Stored items

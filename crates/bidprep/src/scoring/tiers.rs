use tracing::warn;

use super::document::{RuleBook, Tier};

/// Tier chosen for a contract amount.
#[derive(Debug, Clone, Copy)]
pub struct TierSelection<'a> {
    pub tier: &'a Tier,
    /// No tier range covered the amount and the first declared tier was used.
    pub fallback: bool,
}

/// Parses a user-supplied amount; anything non-numeric counts as zero.
pub fn coerce_amount(raw: &str) -> f64 {
    let cleaned = raw.replace(',', "");
    cleaned
        .trim()
        .parse::<f64>()
        .ok()
        .filter(|amount| amount.is_finite())
        .unwrap_or(0.0)
}

/// First tier (in declaration order) whose range holds `amount`.
///
/// When no range matches, the agency's first tier applies and a warning is
/// logged, since that usually means the rule document leaves a gap.
pub fn select_tier<'a>(book: &'a RuleBook, agency_id: &str, amount: f64) -> Option<TierSelection<'a>> {
    let agency = book.agency(agency_id)?;
    let first = agency.tiers.first()?;
    let amount = if amount.is_finite() { amount } else { 0.0 };

    if let Some(tier) = agency.tiers.iter().find(|tier| tier.contains(amount)) {
        return Some(TierSelection {
            tier,
            fallback: false,
        });
    }

    warn!(
        agency = %agency.id,
        amount,
        "no tier covers amount; falling back to first declared tier"
    );
    Some(TierSelection {
        tier: first,
        fallback: true,
    })
}
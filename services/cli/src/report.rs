use bidprep::registry::{display_label, CompanyEntry, RegistryStats};
use bidprep::scoring::{IndustryKind, ManagementAssessment};
use chrono::{DateTime, Local};
use serde::Serialize;
use std::path::Path;
use std::time::SystemTime;

pub(crate) fn render_stats(path: &Path, stats: &RegistryStats) {
    println!("Company registry: {}", path.display());
    println!("Total companies: {}", stats.total);
    if stats.per_sheet.is_empty() {
        println!("No sheet contains a company block");
        return;
    }
    for sheet in &stats.per_sheet {
        println!("  {:<16} {:>6}", sheet.sheet.trim(), sheet.count);
    }
}

pub(crate) fn render_missing(path: &Path) {
    println!("Company registry: {}", path.display());
    println!("  exists: no");
}

pub(crate) fn render_check(path: &Path, modified: SystemTime, loaded: usize) {
    let modified: DateTime<Local> = modified.into();
    println!("Company registry: {}", path.display());
    println!("  exists: yes");
    println!("  modified: {}", modified.format("%Y-%m-%d %H:%M:%S"));
    println!("  companies loaded: {}", loaded);
}

pub(crate) fn render_search(query: &str, hits: &[&CompanyEntry], limit: usize) {
    println!("{} match(es) for '{}'", hits.len(), query.trim());
    for entry in hits.iter().take(limit) {
        println!(
            "  {} [{}] {} manager: {}",
            entry.name,
            entry.region,
            or_dash(&entry.business_registration_number),
            entry.manager_name.as_deref().unwrap_or("-"),
        );
    }
    if hits.len() > limit {
        println!("  ... {} more", hits.len() - limit);
    }
}

/// Everything the bid sheet needs for one selected company.
#[derive(Serialize)]
#[serde(rename_all = "camelCase")]
pub(crate) struct ScoreView<'a> {
    company: &'a str,
    region: &'a str,
    label: String,
    industry: IndustryKind,
    amount: f64,
    management_score: Option<f64>,
    performance5y: Option<f64>,
    valuation_amount: Option<f64>,
    assessment: &'a ManagementAssessment,
}

impl<'a> ScoreView<'a> {
    pub(crate) fn new(
        entry: &'a CompanyEntry,
        industry: IndustryKind,
        amount: f64,
        assessment: &'a ManagementAssessment,
    ) -> Self {
        Self {
            company: &entry.name,
            region: &entry.region,
            label: display_label(entry),
            industry,
            amount,
            management_score: assessment.score,
            performance5y: entry.performance5y,
            valuation_amount: entry.valuation_amount,
            assessment,
        }
    }
}

pub(crate) fn render_score(view: &ScoreView<'_>) {
    println!("{}", view.label);
    println!("Region: {}", view.region);
    println!(
        "Agency: {} / {} ({}) / amount {:.0}",
        view.assessment.agency_id,
        view.industry.label(),
        view.industry,
        view.amount
    );

    match &view.assessment.tier {
        Some(tier) => println!(
            "Tier: {:.0} .. {}{}",
            tier.min_amount,
            tier.max_amount
                .map(|max| format!("{max:.0}"))
                .unwrap_or_else(|| "open".to_string()),
            if view.assessment.tier_fallback {
                " (fallback)"
            } else {
                ""
            }
        ),
        None => println!("Tier: none (agency not in rule document)"),
    }

    if let Some(composite) = &view.assessment.composite {
        println!("Composite: {}", composite.total);
        for component in &composite.components {
            println!(
                "  {:<14} base {:<10} score {}",
                component.field,
                optional(component.base),
                optional(component.score)
            );
        }
    }
    if let Some(credit) = &view.assessment.credit {
        println!("Credit: {} -> {}", credit.grade, credit.score);
    }

    println!("Management score: {}", optional(view.management_score));
    println!("Performance (5y): {}", optional(view.performance5y));
    println!("Valuation: {}", optional(view.valuation_amount));
}

pub(crate) fn render_score_json(view: &ScoreView<'_>) {
    match serde_json::to_string_pretty(view) {
        Ok(json) => println!("{}", json),
        Err(err) => println!("Score payload unavailable: {}", err),
    }
}

fn optional(value: Option<f64>) -> String {
    value
        .map(|value| value.to_string())
        .unwrap_or_else(|| "n/a".to_string())
}

fn or_dash(value: &str) -> &str {
    if value.is_empty() {
        "-"
    } else {
        value
    }
}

**What needs to be done**
Across these entries, count each line where the string "IndustryKind" shows up. Give only the count.

**Finished task**
3